Lansing et al. (1998) conclude that this economic anthropology assessment served two ends: (1) first, it described the benefits that could be obtained by returning the river to its natural channel and (2) second, it developed a method to estimate the magnitude of the losses sustained by the tribe. These impacts to the “from Time Immemorial way” of life included fishing for salmon in the river, hunting for elk and waterfowl along the riverbanks, gathering shellfish and grasses for baskets at the river estuary, and seeking the spiritual visions and religious experiences of the Skokomish people that occurred at sacred sites along the course of the river.

River as a Traditional Cultural Property

The second senior cultural anthropologist provided expert testimony that the Skokomish River, including the entire North Fork, qualified as a TCP of the Skokomish people. Important in this assessment was a National Register of Historic Places (NRHP) nomination criteria that the heritage place under consideration should have maintained its original integrity (Parker and King, 1992), which of course was the key legal issue in the Skokomish River case.

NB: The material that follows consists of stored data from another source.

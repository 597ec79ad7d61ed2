//! Keyword and label normalization shared by every classifier.
//!
//! All matching downstream runs on accent-folded lowercase text, so the
//! dictionaries only need to carry unaccented forms. These are heuristics
//! over Spanish commerce vocabulary, not a linguistic stemmer; false
//! positives and negatives are accepted.

use std::collections::BTreeSet;

/// Per-domain synonym table used when expanding a category keyword.
const CATEGORY_SYNONYMS: &[(&str, &[&str])] = &[
    ("movil", &["telefono", "celular", "smartphone"]),
    ("telefono", &["movil", "celular", "smartphone"]),
    ("celular", &["movil", "telefono", "smartphone"]),
    ("televisor", &["television", "tele"]),
    ("television", &["televisor", "tele"]),
    ("portatil", &["laptop", "ordenador", "notebook"]),
    ("ordenador", &["portatil", "laptop"]),
    ("auricular", &["cascos", "audifonos"]),
    ("frigorifico", &["nevera", "refrigerador"]),
    ("nevera", &["frigorifico", "refrigerador"]),
];

/// Lowercase and fold the fixed accent table, keeping separators intact.
pub fn fold_accents(text: &str) -> String {
    text.chars()
        .flat_map(char::to_lowercase)
        .map(|c| match c {
            'á' | 'à' | 'ã' => 'a',
            'é' | 'è' => 'e',
            'í' | 'ì' => 'i',
            'ó' | 'ò' | 'õ' => 'o',
            'ú' | 'ù' => 'u',
            'ñ' => 'n',
            'ç' => 'c',
            other => other,
        })
        .collect()
}

/// Canonical key form: accent-folded lowercase with spaces and hyphens
/// collapsed to underscores. Total over any input.
pub fn normalize(text: &str) -> String {
    fold_accents(text)
        .chars()
        .map(|c| if c == ' ' || c == '-' { '_' } else { c })
        .collect()
}

/// Expand a category keyword into the token variants a URL or query could
/// plausibly mention: the keyword itself, its `-`/`_` tokens, naive
/// singular stems (trailing "es"/"s" stripped) and known synonyms.
/// Tokens of length <= 2 are dropped.
pub fn keyword_variations(keyword: &str) -> BTreeSet<String> {
    let mut variations = BTreeSet::new();

    let folded = fold_accents(keyword.trim());
    if folded.is_empty() {
        return variations;
    }

    let mut candidates: Vec<String> = vec![folded.clone()];
    candidates.extend(
        folded
            .split(['-', '_'])
            .filter(|token| !token.is_empty())
            .map(ToOwned::to_owned),
    );

    let mut stems = Vec::new();
    for token in &candidates {
        if let Some(stem) = token.strip_suffix("es") {
            stems.push(stem.to_owned());
        }
        if let Some(stem) = token.strip_suffix('s') {
            stems.push(stem.to_owned());
        }
    }
    candidates.extend(stems);

    let mut synonyms = Vec::new();
    for candidate in &candidates {
        for (base, expansions) in CATEGORY_SYNONYMS {
            if candidate == base {
                synonyms.extend(expansions.iter().map(|s| (*s).to_owned()));
            }
        }
    }
    candidates.extend(synonyms);

    for candidate in candidates {
        if candidate.chars().count() > 2 {
            variations.insert(candidate);
        }
    }

    variations
}

#[cfg(test)]
mod tests {
    use super::*;

    #[test]
    fn normalize_folds_accents_and_separators() {
        assert_eq!(normalize("Televisión OLED"), "television_oled");
        assert_eq!(normalize("mini-led"), "mini_led");
        assert_eq!(normalize("cámara año"), "camara_ano");
        assert_eq!(normalize("français"), "francais");
    }

    #[test]
    fn normalize_is_total_over_empty_input() {
        assert_eq!(normalize(""), "");
    }

    #[test]
    fn fold_accents_keeps_spaces() {
        assert_eq!(fold_accents("Qué es ñoño"), "que es nono");
    }

    #[test]
    fn variations_contain_the_keyword_itself() {
        let v = keyword_variations("televisores");
        assert!(v.contains("televisores"));
    }

    #[test]
    fn variations_include_singular_stems() {
        let v = keyword_variations("televisores");
        assert!(v.contains("televisor"));
        // "es" stripped as well as "s"
        assert!(v.contains("televisores".strip_suffix("es").unwrap()));
    }

    #[test]
    fn variations_expand_synonyms() {
        let v = keyword_variations("moviles");
        assert!(v.contains("movil"));
        assert!(v.contains("telefono"));
        assert!(v.contains("smartphone"));
    }

    #[test]
    fn variations_split_compound_keywords() {
        let v = keyword_variations("smart-tv-samsung");
        assert!(v.contains("smart"));
        assert!(v.contains("samsung"));
        // "tv" has length 2 and must be excluded
        assert!(!v.contains("tv"));
    }

    #[test]
    fn variations_never_contain_short_or_empty_tokens() {
        for keyword in ["televisores", "moviles", "smart-tv", "a-b-cdef"] {
            for token in keyword_variations(keyword) {
                assert!(token.chars().count() > 2, "short token from {keyword}: {token}");
            }
        }
    }

    #[test]
    fn variations_of_empty_keyword_are_empty() {
        assert!(keyword_variations("").is_empty());
        assert!(keyword_variations("  ").is_empty());
    }
}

The concept of a Traditional Cultural Property (TCP) is nationally recognized in law and regulation (Parker and King, 1992). According to Parker, 1993, a traditional cultural property is a place that is eligible for inclusion on the National Register of Historic Places because of its association with cultural practices and beliefs that are (1) rooted in the history of a community and (2) are important to maintaining the continuity of that community’s traditional beliefs and practices.

The TCP designation was developed as a vehicle for identifying, defining, and protecting places that arguably have national heritage significance but only qualify for this designation by using ethnic group criteria, rather than archaeology or history data. After much debate the concept was formalized in NPS Bulletin 38 which included both the arguments for such heritage designations and the methods for establishing their existence (Parker and King, 1992). Heritage research methods such as those employed by anthropologists are essential because TCPs are normally without anthropomorphic features; in other words, they are the mental artifacts not the physical artifacts of a cultural group (Stoffle et al., 2020). As a social construction, a TCP only exists in the culture of a traditional or aboriginal people.

River as a Cultural Landscape

Cultural places can be understood as an interconnected landscape, and as such, their individual values contribute to the overall magnitude of importance of a heritage area to an ethnic group. TCPs tend to be smaller in size and homogeneous in cultural composition; whereas cultural landscapes contain a variety of resources such as places of historic importance, topographic features that contribute to ceremonies such as vision questing, and the natural resources like fish, water, plants, and animals (McClelland et al., 1989:16, 27). TCPs must be bounded during nomination to the NRHP whereas landscapes are, by definition, much larger with indistinct edges. These are often referred to as “Vernacular landscapes that are the result of past human activities, land uses, and choices. Ethnographic landscapes are typically vernacular landscapes that contain natural and cultural resources that are associated with a people who define them as heritage resources” (CTOT, 1999:6-7). Landscapes have indistinct boundaries because they are social constructions, which contribute to the meanings of their functional components and their relationships with one another (Stoffle et al., 2020). Pilgrims often travel along a waterway such as a river celebrating places and resources as they move towards a primary destination such as a mountain (Van Vlack, 2014; Van Vlack, 2018), which often is the hydrological origin of a river (Stoffle et al., 2004; Stoffle et al., 2015).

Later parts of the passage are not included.